Mothers, says Diann Kelly, Ph.D., Adelphi associate professor of social work, protect children, keep them healthy and teach them a family’s values.

Fathers, or father figures, often teach their children how to relate to the world outside the home and give children a sense of physical safety in a manner that’s different from what mothers provide, Dr. Kelly said.

When children have fathers who are engaged in their lives, they do better as students and as friends, said Dr. Kelly, who is also chair of Adelphi’s Bachelor of Social Work program.

She explores these ideas in a paper published this year in the Journal of Human Behavior in the Social Environment. Her paper, “Generative fatherhood and children’s future civic engagement,” says that children reap these same benefits if they have a biological father in their life—or any kind of father figure.

“When a child sits on father’s shoulders, he’s showing them the world from his vantage point,” Dr. Kelly said. “And from that vantage point, a child feels safe. That’s not a safe place to be, up there, but they feel safe with father. From there, they see the world together.”

Her analogy points at a deeper truth: When children feel safe from harm, they are more likely to develop better social skills and stronger bonds with others.

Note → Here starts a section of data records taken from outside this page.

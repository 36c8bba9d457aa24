//! Basic engine usage example
//!
//! Demonstrates console logging at different levels and runtime level changes.
//!
//! Run with: cargo run --example basic_usage

use batchlog::prelude::*;

fn main() -> Result<()> {
    println!("=== batchlog - Basic Usage Example ===\n");

    // Create an engine with the default console sink
    let engine = LoggerEngine::builder()
        .prefix("demo")
        .min_level(LogLevel::Trace)
        .build()?;

    // Log messages at different levels
    println!("1. Logging at different levels:");
    engine.trace("This is a trace message");
    engine.debug("This is a debug message");
    engine.info("This is an info message");
    engine.warning("This is a warning message");
    engine.error("This is an error message");
    engine.critical("This is a critical message");

    println!("\n2. Logging with different minimum levels:");

    // Change minimum level
    engine.set_min_level(LogLevel::Info);
    println!("   Minimum level set to INFO - trace and debug won't show:");
    engine.trace("Trace message (hidden)");
    engine.debug("Debug message (hidden)");
    engine.info("Info message (visible)");
    engine.warning("Warning message (visible)");

    // Drain everything before the process exits
    engine.shutdown()?;

    println!("\n=== Example completed successfully! ===");

    Ok(())
}
//! # Batchlog
//!
//! An embeddable logging library built around an asynchronous delivery
//! pipeline: a bounded, drop-oldest message queue, a single background
//! worker thread that drains records in batches, and a sink fan-out
//! policy covering console and file output.
//!
//! ## Features
//!
//! - **Non-blocking hot path**: producers never wait; under overload the
//!   oldest buffered record is evicted (freshness over completeness)
//! - **Single worker thread**: lazy start, cooperative stop with a full
//!   drain of buffered records
//! - **Console / file fan-out**: sink set switchable at runtime, size-based
//!   file rotation
//! - **No global state**: the engine is an explicit object owned by the
//!   application

pub mod core;
pub mod macros;
pub mod sinks;

pub mod prelude {
    pub use crate::core::{
        BoundedLogQueue, DequeueOutcome, Dispatcher, EngineConfig, EngineMetrics, LogLevel,
        LogRecord, LoggerEngine, LoggerEngineBuilder, LoggerError, Result, SinkSelection,
        TimestampFormat,
    };
    pub use crate::sinks::{ConsoleSink, FileSink, Sink};
}

pub use crate::core::{
    BoundedLogQueue, DequeueOutcome, Dispatcher, EngineConfig, EngineMetrics, LogLevel, LogRecord,
    LoggerEngine, LoggerEngineBuilder, LoggerError, MessageFormatter, Result, SinkSelection,
    TimestampFormat,
};
pub use crate::sinks::{ConsoleSink, FileSink, Sink};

Dr. Kelly says the original data for an earlier version of her paper came from analysis of data collected by daycare facilities, which indicated stronger social skills among children who had an active father in their lives. Later, she used the data to develop a theoretical paper presenting a conceptual framework for viewing the father’s role as the main socializer of children and a child’s guide to encountering the world outside the home. When a father helps his children learn to socialize, and the mother is also emotionally present, children exhibit “higher cognition, increased emotional regulation and improved social behavior,” Dr. Kelly said.

Importantly, she noted that fathers who feel like they may be failures as traditional breadwinners should appreciate the vital benefits they provide their children by being engaged with them. We still live in a patriarchal society, she said, and a father provides an important perspective on ways to navigate it.

“Even if they are poor, even if they are working poor, fathers can give their children the tools to adapt to this patriarchal world,” she said.

Dr. Kelly said she expected, and even welcomed, criticism from those who think her research is discounting the contributions of mothers—especially single mothers—to a child’s development and well-being. Mothers are, of course, vitally important to their children. But Dr. Kelly said her ideas about fathers hold true when mothers and fathers are both actively engaged in a child’s upbringing.

Her work, she said, can be used by programs that promote fatherhood to persuade parents to be more active in their children’s lives, or to encourage men to reach out to children in their families who may need a father figure.